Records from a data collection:
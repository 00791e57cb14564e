//! Instrument data model and registry
//!
//! Canonical in-memory quote state for the fixed instrument universe,
//! plus the append-only tick point model used for price history.

mod registry;

pub use registry::{Registry, RegistryError};

use chrono::{DateTime, Utc};
use rust_decimal::Decimal;
use serde::{Deserialize, Serialize};

/// A tradable instrument with live quote state
#[derive(Debug, Clone, Serialize, Deserialize)]
pub struct Instrument {
    /// Unique instrument identifier
    pub id: String,
    /// Ticker symbol
    pub symbol: String,
    /// Human-readable display name
    pub name: String,
    /// Listing market code (e.g. "NASDAQ")
    pub market: String,
    /// Quote currency
    pub currency: String,
    /// Most recent price
    pub last_price: Decimal,
    /// Close of the previous session; fixed at seed/bootstrap, never
    /// mutated intra-tick
    pub previous_close: Decimal,
    /// last_price - previous_close
    pub change_amount: Decimal,
    /// change_amount / previous_close * 100
    pub change_percentage: Decimal,
    /// Highest price observed in the current session
    pub day_high: Decimal,
    /// Lowest price observed in the current session
    pub day_low: Decimal,
    /// Cumulative traded volume for the session
    pub volume: u64,
    /// Market capitalization
    pub market_cap: Decimal,
    /// Timestamp of the last mutation
    pub updated_at: DateTime<Utc>,
}

impl Instrument {
    /// Create a freshly seeded instrument
    ///
    /// Derived fields start from the seed price: day bounds collapse to
    /// the price itself, change stats are zero, previous_close equals the
    /// seed price so the first tick computes change against a fixed base.
    #[allow(clippy::too_many_arguments)]
    pub fn seeded(
        id: impl Into<String>,
        symbol: impl Into<String>,
        name: impl Into<String>,
        market: impl Into<String>,
        currency: impl Into<String>,
        price: Decimal,
        volume: u64,
        market_cap: Decimal,
    ) -> Self {
        Self {
            id: id.into(),
            symbol: symbol.into(),
            name: name.into(),
            market: market.into(),
            currency: currency.into(),
            last_price: price,
            previous_close: price,
            change_amount: Decimal::ZERO,
            change_percentage: Decimal::ZERO,
            day_high: price,
            day_low: price,
            volume,
            market_cap,
            updated_at: Utc::now(),
        }
    }

    /// Check the per-instrument price invariant
    pub fn bounds_ok(&self) -> bool {
        self.last_price > Decimal::ZERO
            && self.day_low <= self.last_price
            && self.last_price <= self.day_high
    }
}

/// A single historical price observation, append-only
#[derive(Debug, Clone, PartialEq, Serialize, Deserialize)]
pub struct TickPoint {
    /// Instrument the observation belongs to
    pub instrument_id: String,
    /// Observed price
    pub price: Decimal,
    /// Observation time
    pub timestamp: DateTime<Utc>,
}

#[cfg(test)]
mod tests {
    use super::*;
    use rust_decimal_macros::dec;

    #[test]
    fn test_seeded_instrument_derived_fields() {
        let inst = Instrument::seeded(
            "aapl",
            "AAPL",
            "Apple Inc.",
            "NASDAQ",
            "USD",
            dec!(178.50),
            0,
            dec!(2800000000000),
        );

        assert_eq!(inst.last_price, dec!(178.50));
        assert_eq!(inst.previous_close, dec!(178.50));
        assert_eq!(inst.day_high, dec!(178.50));
        assert_eq!(inst.day_low, dec!(178.50));
        assert_eq!(inst.change_amount, Decimal::ZERO);
        assert_eq!(inst.change_percentage, Decimal::ZERO);
        assert!(inst.bounds_ok());
    }

    #[test]
    fn test_bounds_ok_rejects_inverted_bounds() {
        let mut inst = Instrument::seeded(
            "x",
            "X",
            "X Corp",
            "NYSE",
            "USD",
            dec!(10),
            0,
            dec!(1000),
        );
        inst.day_low = dec!(11);
        assert!(!inst.bounds_ok());
    }

    #[test]
    fn test_instrument_serde_round_trip() {
        let inst = Instrument::seeded(
            "msft",
            "MSFT",
            "Microsoft Corporation",
            "NASDAQ",
            "USD",
            dec!(410.20),
            1200,
            dec!(3100000000000),
        );

        let json = serde_json::to_string(&inst).unwrap();
        let back: Instrument = serde_json::from_str(&json).unwrap();
        assert_eq!(back.id, inst.id);
        assert_eq!(back.last_price, inst.last_price);
        assert_eq!(back.volume, inst.volume);
    }
}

#### REQUIRED ACTION
A precise copy of all the records is needed.

#### RESPONSE TO THIS EXERCISE
repository 00791e57cb14564e
//! Instrument data model and registry
//!
//! Canonical in-memory quote state for the fixed instrument universe,
//! plus the append-only tick point model used for price history.

mod registry;

pub use registry::{Registry, RegistryError};

use chrono::{DateTime, Utc};
use rust_decimal::Decimal;
use serde::{Deserialize, Serialize};

/// A tradable instrument with live quote state
#[derive(Debug, Clone, Serialize, Deserialize)]
pub struct Instrument {
    /// Unique instrument identifier
    pub id: String,
    /// Ticker symbol
    pub symbol: String,
    /// Human-readable display name
    pub name: String,
    /// Listing market code (e.g. "NASDAQ")
    pub market: String,
    /// Quote currency
    pub currency: String,
    /// Most recent price
    pub last_price: Decimal,
    /// Close of the previous session; fixed at seed/bootstrap, never
    /// mutated intra-tick
    pub previous_close: Decimal,
    /// last_price - previous_close
    pub change_amount: Decimal,
    /// change_amount / previous_close * 100
    pub change_percentage: Decimal,
    /// Highest price observed in the current session
    pub day_high: Decimal,
    /// Lowest price observed in the current session
    pub day_low: Decimal,
    /// Cumulative traded volume for the session
    pub volume: u64,
    /// Market capitalization
    pub market_cap: Decimal,
    /// Timestamp of the last mutation
    pub updated_at: DateTime<Utc>,
}

impl Instrument {
    /// Create a freshly seeded instrument
    ///
    /// Derived fields start from the seed price: day bounds collapse to
    /// the price itself, change stats are zero, previous_close equals the
    /// seed price so the first tick computes change against a fixed base.
    #[allow(clippy::too_many_arguments)]
    pub fn seeded(
        id: impl Into<String>,
        symbol: impl Into<String>,
        name: impl Into<String>,
        market: impl Into<String>,
        currency: impl Into<String>,
        price: Decimal,
        volume: u64,
        market_cap: Decimal,
    ) -> Self {
        Self {
            id: id.into(),
            symbol: symbol.into(),
            name: name.into(),
            market: market.into(),
            currency: currency.into(),
            last_price: price,
            previous_close: price,
            change_amount: Decimal::ZERO,
            change_percentage: Decimal::ZERO,
            day_high: price,
            day_low: price,
            volume,
            market_cap,
            updated_at: Utc::now(),
        }
    }

    /// Check the per-instrument price invariant
    pub fn bounds_ok(&self) -> bool {
        self.last_price > Decimal::ZERO
            && self.day_low <= self.last_price
            && self.last_price <= self.day_high
    }
}

/// A single historical price observation, append-only
#[derive(Debug, Clone, PartialEq, Serialize, Deserialize)]
pub struct TickPoint {
    /// Instrument the observation belongs to
    pub instrument_id: String,
    /// Observed price
    pub price: Decimal,
    /// Observation time
    pub timestamp: DateTime<Utc>,
}

#[cfg(test)]
mod tests {
    use super::*;
    use rust_decimal_macros::dec;

    #[test]
    fn test_seeded_instrument_derived_fields() {
        let inst = Instrument::seeded(
            "aapl",
            "AAPL",
            "Apple Inc.",
            "NASDAQ",
            "USD",
            dec!(178.50),
            0,
            dec!(2800000000000),
        );

        assert_eq!(inst.last_price, dec!(178.50));
        assert_eq!(inst.previous_close, dec!(178.50));
        assert_eq!(inst.day_high, dec!(178.50));
        assert_eq!(inst.day_low, dec!(178.50));
        assert_eq!(inst.change_amount, Decimal::ZERO);
        assert_eq!(inst.change_percentage, Decimal::ZERO);
        assert!(inst.bounds_ok());
    }

    #[test]
    fn test_bounds_ok_rejects_inverted_bounds() {
        let mut inst = Instrument::seeded(
            "x",
            "X",
            "X Corp",
            "NYSE",
            "USD",
            dec!(10),
            0,
            dec!(1000),
        );
        inst.day_low = dec!(11);
        assert!(!inst.bounds_ok());
    }

    #[test]
    fn test_instrument_serde_round_trip() {
        let inst = Instrument::seeded(
            "msft",
            "MSFT",
            "Microsoft Corporation",
            "NASDAQ",
            "USD",
            dec!(410.20),
            1200,
            dec!(3100000000000),
        );

        let json = serde_json::to_string(&inst).unwrap();
        let back: Instrument = serde_json::from_str(&json).unwrap();
        assert_eq!(back.id, inst.id);
        assert_eq!(back.last_price, inst.last_price);
        assert_eq!(back.volume, inst.volume);
    }
}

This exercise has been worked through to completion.